Starting at the line containing "a JSON value." and ending at the line containing "impl From<Map<String, Value>>", print every line of the material below exactly, both ends included, and stop there.
··········
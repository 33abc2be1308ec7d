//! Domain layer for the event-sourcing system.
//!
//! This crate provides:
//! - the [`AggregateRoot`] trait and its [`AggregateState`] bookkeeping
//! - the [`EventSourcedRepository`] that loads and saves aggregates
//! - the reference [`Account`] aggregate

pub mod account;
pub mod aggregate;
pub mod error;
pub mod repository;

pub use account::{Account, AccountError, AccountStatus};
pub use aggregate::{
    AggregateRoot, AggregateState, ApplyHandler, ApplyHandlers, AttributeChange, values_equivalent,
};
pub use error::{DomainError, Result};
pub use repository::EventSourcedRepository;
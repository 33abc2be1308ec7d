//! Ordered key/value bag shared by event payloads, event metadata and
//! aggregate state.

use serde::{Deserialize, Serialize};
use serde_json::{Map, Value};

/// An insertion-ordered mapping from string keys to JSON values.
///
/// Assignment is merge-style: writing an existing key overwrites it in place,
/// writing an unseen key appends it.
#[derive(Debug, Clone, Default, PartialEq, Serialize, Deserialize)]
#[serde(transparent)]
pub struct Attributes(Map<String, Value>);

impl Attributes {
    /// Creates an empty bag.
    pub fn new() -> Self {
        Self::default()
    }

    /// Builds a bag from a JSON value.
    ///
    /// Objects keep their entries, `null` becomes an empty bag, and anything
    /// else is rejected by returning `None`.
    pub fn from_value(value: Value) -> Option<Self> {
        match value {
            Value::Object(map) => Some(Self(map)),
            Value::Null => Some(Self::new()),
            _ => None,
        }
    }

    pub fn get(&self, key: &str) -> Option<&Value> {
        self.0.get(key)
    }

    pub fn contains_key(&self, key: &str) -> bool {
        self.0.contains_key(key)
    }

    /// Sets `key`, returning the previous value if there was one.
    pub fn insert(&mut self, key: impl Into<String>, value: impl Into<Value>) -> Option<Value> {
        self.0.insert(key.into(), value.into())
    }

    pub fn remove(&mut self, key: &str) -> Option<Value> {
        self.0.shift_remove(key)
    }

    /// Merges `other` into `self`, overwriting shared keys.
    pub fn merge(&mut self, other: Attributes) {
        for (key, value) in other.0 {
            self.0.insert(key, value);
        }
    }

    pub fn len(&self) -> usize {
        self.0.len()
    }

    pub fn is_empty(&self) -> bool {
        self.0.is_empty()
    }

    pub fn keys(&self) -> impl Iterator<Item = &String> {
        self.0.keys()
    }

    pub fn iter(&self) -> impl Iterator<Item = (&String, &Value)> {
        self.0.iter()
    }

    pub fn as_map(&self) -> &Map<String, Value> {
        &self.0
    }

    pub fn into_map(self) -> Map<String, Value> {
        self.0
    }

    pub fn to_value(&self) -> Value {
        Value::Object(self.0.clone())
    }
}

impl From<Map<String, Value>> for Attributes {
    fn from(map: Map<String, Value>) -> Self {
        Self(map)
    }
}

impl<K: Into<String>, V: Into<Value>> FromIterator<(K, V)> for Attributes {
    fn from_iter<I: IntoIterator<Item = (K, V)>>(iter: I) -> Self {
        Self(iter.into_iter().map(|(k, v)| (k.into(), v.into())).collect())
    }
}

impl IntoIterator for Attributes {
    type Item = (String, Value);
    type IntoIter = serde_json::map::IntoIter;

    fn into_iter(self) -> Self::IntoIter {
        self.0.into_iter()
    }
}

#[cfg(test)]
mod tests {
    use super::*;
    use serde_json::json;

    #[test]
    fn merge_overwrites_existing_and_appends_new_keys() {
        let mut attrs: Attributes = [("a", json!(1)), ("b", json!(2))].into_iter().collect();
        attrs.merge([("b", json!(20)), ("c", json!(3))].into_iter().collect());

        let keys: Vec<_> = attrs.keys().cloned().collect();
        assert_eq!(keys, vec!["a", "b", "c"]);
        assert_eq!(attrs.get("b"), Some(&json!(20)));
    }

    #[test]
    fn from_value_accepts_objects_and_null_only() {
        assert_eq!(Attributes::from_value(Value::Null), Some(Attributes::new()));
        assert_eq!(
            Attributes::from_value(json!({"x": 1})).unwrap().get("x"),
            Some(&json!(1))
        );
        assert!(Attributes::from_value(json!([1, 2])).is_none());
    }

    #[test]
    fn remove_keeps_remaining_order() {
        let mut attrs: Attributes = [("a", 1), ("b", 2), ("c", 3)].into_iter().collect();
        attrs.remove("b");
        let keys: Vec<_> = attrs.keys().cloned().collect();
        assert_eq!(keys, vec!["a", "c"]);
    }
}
··········
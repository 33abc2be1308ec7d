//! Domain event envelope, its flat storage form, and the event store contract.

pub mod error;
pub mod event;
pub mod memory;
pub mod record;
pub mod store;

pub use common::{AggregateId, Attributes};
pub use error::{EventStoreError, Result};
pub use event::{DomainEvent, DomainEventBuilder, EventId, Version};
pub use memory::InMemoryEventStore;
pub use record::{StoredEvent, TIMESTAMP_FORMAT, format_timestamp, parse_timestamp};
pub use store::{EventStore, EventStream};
··········
§ **Solution for this problem**
    /// Builds a bag from a JSON value.
    ///
    /// Objects keep their entries, `null` becomes an empty bag, and anything
    /// else is rejected by returning `None`.
    pub fn from_value(value: Value) -> Option<Self> {
        match value {
            Value::Object(map) => Some(Self(map)),
            Value::Null => Some(Self::new()),
            _ => None,
        }
    }

    pub fn get(&self, key: &str) -> Option<&Value> {
        self.0.get(key)
    }

    pub fn contains_key(&self, key: &str) -> bool {
        self.0.contains_key(key)
    }

    /// Sets `key`, returning the previous value if there was one.
    pub fn insert(&mut self, key: impl Into<String>, value: impl Into<Value>) -> Option<Value> {
        self.0.insert(key.into(), value.into())
    }

    pub fn remove(&mut self, key: &str) -> Option<Value> {
        self.0.shift_remove(key)
    }

    /// Merges `other` into `self`, overwriting shared keys.
    pub fn merge(&mut self, other: Attributes) {
        for (key, value) in other.0 {
            self.0.insert(key, value);
        }
    }

    pub fn len(&self) -> usize {
        self.0.len()
    }

    pub fn is_empty(&self) -> bool {
        self.0.is_empty()
    }

    pub fn keys(&self) -> impl Iterator<Item = &String> {
        self.0.keys()
    }

    pub fn iter(&self) -> impl Iterator<Item = (&String, &Value)> {
        self.0.iter()
    }

    pub fn as_map(&self) -> &Map<String, Value> {
        &self.0
    }

    pub fn into_map(self) -> Map<String, Value> {
        self.0
    }

    pub fn to_value(&self) -> Value {
        Value::Object(self.0.clone())
    }
}

impl From<Map<String, Value>> for Attributes {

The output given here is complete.